La coppia si sta avvicinando alla resistenza chiave nell’area 0,6730, dove la linea di tendenza inversa potrebbe sfidare i rialzisti. Un fallimento qui aumenterebbe la pressione verso 0,6660 (minimi del 31 dicembre e del 5 gennaio), che è la scollatura di un modello testa e spalle ribassista. Più in basso, viene messa a fuoco l’area 0,6595 (minimo 18 dicembre).
D’altro canto, una conferma sopra 0,6730 aprirebbe la strada ad un nuovo test del massimo di tre mesi di 0,6770 raggiunto la scorsa settimana.
(L’analisi tecnica di questa storia è stata scritta utilizzando uno strumento AI.)

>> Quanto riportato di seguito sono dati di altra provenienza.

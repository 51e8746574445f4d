//! Lifecycle operations for ConfigMaps owned by this tool.
//!
//! Every ConfigMap created here carries the ownership label from [`Options`], which is
//! what later lets [`ConfigMaps::delete_by_label`] find the objects again.

mod api;

#[cfg(test)]
pub use api::MockConfigMapApi;
pub use api::{ConfigMapApi, KubeConfigMapApi};

use crate::kubernetes::errors::{ClusterError, ClusterErrorExt};
use crate::kubernetes::labels::{LabelSelector, Labels, validate_labels};
use crate::kubernetes::validation::{
    ValidationError, validate_data_key, validate_name, validate_namespace,
};
use crate::options::Options;
use k8s_openapi::ByteString;
use k8s_openapi::api::core::v1::ConfigMap;
use kube::Client;
use kube::api::ObjectMeta;
use std::collections::BTreeMap;
use std::sync::Arc;
use thiserror::Error;
use tracing::{debug, info, instrument};

pub type BinaryData = BTreeMap<String, Vec<u8>>;

#[derive(Debug, Error)]
pub enum ConfigMapError {
    #[error(transparent)]
    Invalid(#[from] ValidationError),
    #[error("Failed to create ConfigMap {namespace}/{name}: {source}")]
    Create {
        namespace: String,
        name: String,
        source: ClusterError,
    },
    #[error("Failed to delete ConfigMap {namespace}/{name}: {source}")]
    Delete {
        namespace: String,
        name: String,
        source: ClusterError,
    },
    #[error("Failed to delete ConfigMaps in {namespace} matching {selector}: {source}")]
    DeleteByLabel {
        namespace: String,
        selector: String,
        source: ClusterError,
    },
    #[error("Failed to get ConfigMap {namespace}/{name}: {source}")]
    Get {
        namespace: String,
        name: String,
        source: ClusterError,
    },
    #[error("Failed to list ConfigMaps in {namespace} matching {selector:?}: {source}")]
    List {
        namespace: String,
        selector: String,
        source: ClusterError,
    },
}

impl ClusterErrorExt for ConfigMapError {
    fn cluster_error(&self) -> Option<&ClusterError> {
        match self {
            ConfigMapError::Invalid(_) => None,
            ConfigMapError::Create { source, .. }
            | ConfigMapError::Delete { source, .. }
            | ConfigMapError::DeleteByLabel { source, .. }
            | ConfigMapError::Get { source, .. }
            | ConfigMapError::List { source, .. } => Some(source),
        }
    }
}

fn validate_create(
    namespace: &str,
    name: &str,
    labels: &Labels,
    data: &BinaryData,
) -> Result<(), ValidationError> {
    validate_namespace(namespace)?;
    validate_name(name)?;
    validate_labels(labels)?;
    data.keys().try_for_each(|key| validate_data_key(key))
}

#[derive(Clone)]
pub struct ConfigMaps {
    api: Arc<dyn ConfigMapApi>,
    options: Arc<Options>,
}

impl ConfigMaps {
    pub fn new(api: Arc<dyn ConfigMapApi>, options: Arc<Options>) -> Self {
        Self { api, options }
    }

    pub fn for_client(client: Client, options: Arc<Options>) -> Self {
        Self::new(Arc::new(KubeConfigMapApi::new(client)), options)
    }

    pub fn options(&self) -> &Options {
        &self.options
    }

    /// The labels a created ConfigMap ends up with: the ownership label, with the caller's
    /// labels merged on top.
    pub fn managed_labels(&self, labels: &Labels) -> Labels {
        let mut managed = Labels::from([(
            self.options.managed_by_label().clone(),
            self.options.managed_by_value().clone(),
        )]);
        managed.extend(labels.iter().map(|(k, v)| (k.clone(), v.clone())));
        managed
    }

    pub fn build(
        &self,
        namespace: &str,
        name: &str,
        labels: &Labels,
        data: BinaryData,
    ) -> ConfigMap {
        let binary_data = data
            .into_iter()
            .map(|(key, value)| (key, ByteString(value)))
            .collect();

        ConfigMap {
            metadata: ObjectMeta {
                name: Some(name.to_string()),
                namespace: Some(namespace.to_string()),
                labels: Some(self.managed_labels(labels)),
                ..Default::default()
            },
            binary_data: Some(binary_data),
            ..Default::default()
        }
    }

    #[instrument(
        skip_all,
        level = "debug",
        name = "ConfigMaps::create",
        fields(namespace = %namespace, name = %name)
    )]
    pub async fn create(
        &self,
        namespace: &str,
        name: &str,
        labels: &Labels,
        data: BinaryData,
    ) -> Result<ConfigMap, ConfigMapError> {
        debug!("ConfigMaps::create({namespace}, {name}, {} data keys)", data.len());

        validate_create(namespace, name, &self.managed_labels(labels), &data)?;

        let config_map = self.build(namespace, name, labels, data);

        let created = self
            .api
            .create(namespace, &config_map)
            .await
            .map_err(|source| ConfigMapError::Create {
                namespace: namespace.to_string(),
                name: name.to_string(),
                source,
            })?;

        info!("Created ConfigMap {namespace}/{name}");
        Ok(created)
    }

    /// Deletes a ConfigMap. A ConfigMap that is already gone counts as deleted.
    #[instrument(
        skip_all,
        level = "debug",
        name = "ConfigMaps::delete",
        fields(namespace = %namespace, name = %name)
    )]
    pub async fn delete(&self, namespace: &str, name: &str) -> Result<(), ConfigMapError> {
        debug!("ConfigMaps::delete({namespace}, {name})");

        if let Err(err) = validate_namespace(namespace).and_then(|()| validate_name(name)) {
            debug!("ConfigMap {namespace}/{name} cannot exist ({err}), nothing to delete");
            return Ok(());
        }

        match self.api.delete(namespace, name).await {
            Ok(()) => {
                info!("Deleted ConfigMap {namespace}/{name}");
                Ok(())
            }
            Err(err) if err.is_not_found() => {
                debug!("ConfigMap {namespace}/{name} already absent");
                Ok(())
            }
            Err(source) => Err(ConfigMapError::Delete {
                namespace: namespace.to_string(),
                name: name.to_string(),
                source,
            }),
        }
    }

    /// Deletes then recreates a ConfigMap.
    ///
    /// This is two requests, not one: if the create fails the ConfigMap is left absent.
    #[instrument(
        skip_all,
        level = "debug",
        name = "ConfigMaps::replace",
        fields(namespace = %namespace, name = %name)
    )]
    pub async fn replace(
        &self,
        namespace: &str,
        name: &str,
        labels: &Labels,
        data: BinaryData,
    ) -> Result<ConfigMap, ConfigMapError> {
        debug!("ConfigMaps::replace({namespace}, {name}, {} data keys)", data.len());

        // Checked up front so bad input cannot leave the old ConfigMap deleted.
        validate_create(namespace, name, &self.managed_labels(labels), &data)?;

        self.delete(namespace, name).await?;
        self.create(namespace, name, labels, data).await
    }

    /// Deletes every ConfigMap in `namespace` carrying all of `labels`. Empty `labels`
    /// select the whole namespace.
    #[instrument(
        skip_all,
        level = "debug",
        name = "ConfigMaps::delete_by_label",
        fields(namespace = %namespace)
    )]
    pub async fn delete_by_label(
        &self,
        namespace: &str,
        labels: &Labels,
    ) -> Result<(), ConfigMapError> {
        debug!("ConfigMaps::delete_by_label({namespace}, {labels:?})");

        validate_namespace(namespace)?;
        let selector = LabelSelector::new(labels.clone())?;

        self.api
            .delete_collection(namespace, &selector)
            .await
            .map_err(|source| ConfigMapError::DeleteByLabel {
                namespace: namespace.to_string(),
                selector: selector.to_string(),
                source,
            })?;

        info!("Deleted ConfigMaps in {namespace} matching {selector}");
        Ok(())
    }

    /// Fetches a ConfigMap, returning `None` when it does not exist.
    #[instrument(
        skip_all,
        level = "debug",
        name = "ConfigMaps::get",
        fields(namespace = %namespace, name = %name)
    )]
    pub async fn get(
        &self,
        namespace: &str,
        name: &str,
    ) -> Result<Option<ConfigMap>, ConfigMapError> {
        debug!("ConfigMaps::get({namespace}, {name})");

        validate_namespace(namespace)?;
        validate_name(name)?;

        match self.api.get(namespace, name).await {
            Ok(config_map) => Ok(Some(config_map)),
            Err(err) if err.is_not_found() => Ok(None),
            Err(source) => Err(ConfigMapError::Get {
                namespace: namespace.to_string(),
                name: name.to_string(),
                source,
            }),
        }
    }

    /// Lists ConfigMaps carrying all of `labels`; empty `labels` lists the whole namespace.
    #[instrument(
        skip_all,
        level = "debug",
        name = "ConfigMaps::list_by_label",
        fields(namespace = %namespace)
    )]
    pub async fn list_by_label(
        &self,
        namespace: &str,
        labels: &Labels,
    ) -> Result<Vec<ConfigMap>, ConfigMapError> {
        debug!("ConfigMaps::list_by_label({namespace}, {labels:?})");

        validate_namespace(namespace)?;
        let selector = LabelSelector::new(labels.clone())?;

        self.api
            .list(namespace, &selector)
            .await
            .map_err(|source| ConfigMapError::List {
                namespace: namespace.to_string(),
                selector: selector.to_string(),
                source,
            })
    }
}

Prezzo in dollari USA oggi
La tabella seguente mostra la variazione percentuale del dollaro statunitense (USD) rispetto alle principali valute elencate oggi. Il dollaro americano è stato il più forte contro lo yen giapponese.
| Dollaro statunitense | euro | Sterlina inglese | Yen giapponese | CAD | AUD | NZD | CHF | |
|---|---|---|---|---|---|---|---|---|
| Dollaro statunitense | -0,40% | -0,42% | -0,02% | -0,27% | -0,30% | -0,48% | -0,45% | |
| euro | 0,40% | -0,01% | 0,39% | 0,12% | 0,10% | -0,08% | -0,05% | |
| Sterlina inglese | 0,42% | 0,01% | 0,40% | 0,14% | 0,12% | -0,06% | -0,03% | |
| Yen giapponese | 0,02% | -0,39% | -0,40% | -0,25% | -0,27% | -0,45% | -0,42% | |
| CAD | 0,27% | -0,12% | -0,14% | 0,25% | -0,02% | -0,20% | -0,17% | |
| AUD | 0,30% | -0,10% | -0,12% | 0,27% | 0,02% | -0,19% | -0,15% | |
| NZD | 0,48% | 0,08% | 0,06% | 0,45% | 0,20% | 0,19% | 0,03% | |
| CHF | 0,45% | 0,05% | 0,03% | 0,42% | 0,17% | 0,15% | -0,03% |
La mappa termica mostra le variazioni percentuali tra le valute più importanti. La valuta di base viene selezionata dalla colonna di sinistra mentre la valuta di quotazione viene selezionata dalla riga superiore. Ad esempio, se selezioni il dollaro USA dalla colonna di sinistra e passi allo yen giapponese lungo la linea orizzontale, la variazione percentuale mostrata nel campo sarà USD (base)/JPY (tasso).